Methods have been developed and evaluated to collect 137Cs in stemflow to investigate the possibility of secondary radiocaesium contamination via stemflow in Japanese persimmon (Diospyros kaki Thumb.) orchards. Collection pads were made by encapsulating sphagnum or absorbent cotton in a tea pack (polyester-polyethylene composite fiber). In addition, stemflow was collected directly by a plastic zipper bag (collection bag). A significant linear relationship between the amount of 137Cs per 1 g sphagnum collected and the accumulated precipitation over the measurement period was evident, indicating a close relationship between outflow of 137Cs from the bark and precipitation.
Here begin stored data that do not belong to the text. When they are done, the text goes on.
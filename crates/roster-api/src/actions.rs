//! Handlers for the action tracker.
//!
//! | Method | Path | Notes |
//! |--------|------|-------|
//! | `GET`  | `/actions` | Optional `?status=<label>&owner=<substring>` |
//! | `POST` | `/actions` | Body: [`NewAction`]; `description` is required |

use std::sync::Arc;

use axum::{
  Json,
  extract::{Query, State},
  http::StatusCode,
  response::IntoResponse,
};
use roster_core::{
  action::{Action, ActionFilter, ActionStatus, NewAction},
  store::RosterStore,
};
use serde::Deserialize;

use crate::error::ApiError;

#[derive(Debug, Deserialize)]
pub struct ListParams {
  /// Status label as displayed, e.g. `Yet to Start`.
  pub status: Option<String>,
  pub owner:  Option<String>,
}

impl ListParams {
  fn into_filter(self) -> Result<ActionFilter, ApiError> {
    let status = self
      .status
      .as_deref()
      .filter(|s| !s.trim().is_empty())
      .map(ActionStatus::parse)
      .transpose()?;
    Ok(ActionFilter {
      status,
      owner: self.owner,
    })
  }
}

/// `GET /actions[?status=<label>][&owner=<name>]`
pub async fn list<S>(
  State(store): State<Arc<S>>,
  Query(params): Query<ListParams>,
) -> Result<Json<Vec<Action>>, ApiError>
where
  S: RosterStore,
{
  let filter = params.into_filter()?;
  let actions = store.list_actions(None).await.map_err(ApiError::store)?;
  Ok(Json(filter.apply(actions)))
}

/// `POST /actions`
pub async fn create<S>(
  State(store): State<Arc<S>>,
  Json(body): Json<NewAction>,
) -> Result<impl IntoResponse, ApiError>
where
  S: RosterStore,
{
  body.validate()?;
  if let Some(event_id) = body.event_id
    && store.get_event(event_id).await.map_err(ApiError::store)?.is_none()
  {
    return Err(ApiError::NotFound(format!("event {event_id} not found")));
  }
  let action = store.add_action(body).await.map_err(ApiError::store)?;
  Ok((StatusCode::CREATED, Json(action)))
}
There was a significant difference between the percentages of dissolved 137Cs to the total 137Cs in stemflow collected by the sphagnum pads and the collection bag (Kruskal-Wallis test, P < 0.01), suggesting that organic mediums consisting mainly of cellulose should not be used for the investigation of dissolved 137Cs. The weight of stemflow, the amount of 137Cs in particulate form and the total 137Cs in the stemflow collected with sphagnum were significantly higher than those in the water collected with cotton. Accordingly, it is concluded that collection pads using sphagnum are more appropriate as stemflow collectors to quantify secondary deposition because of enabling to fix anywhere.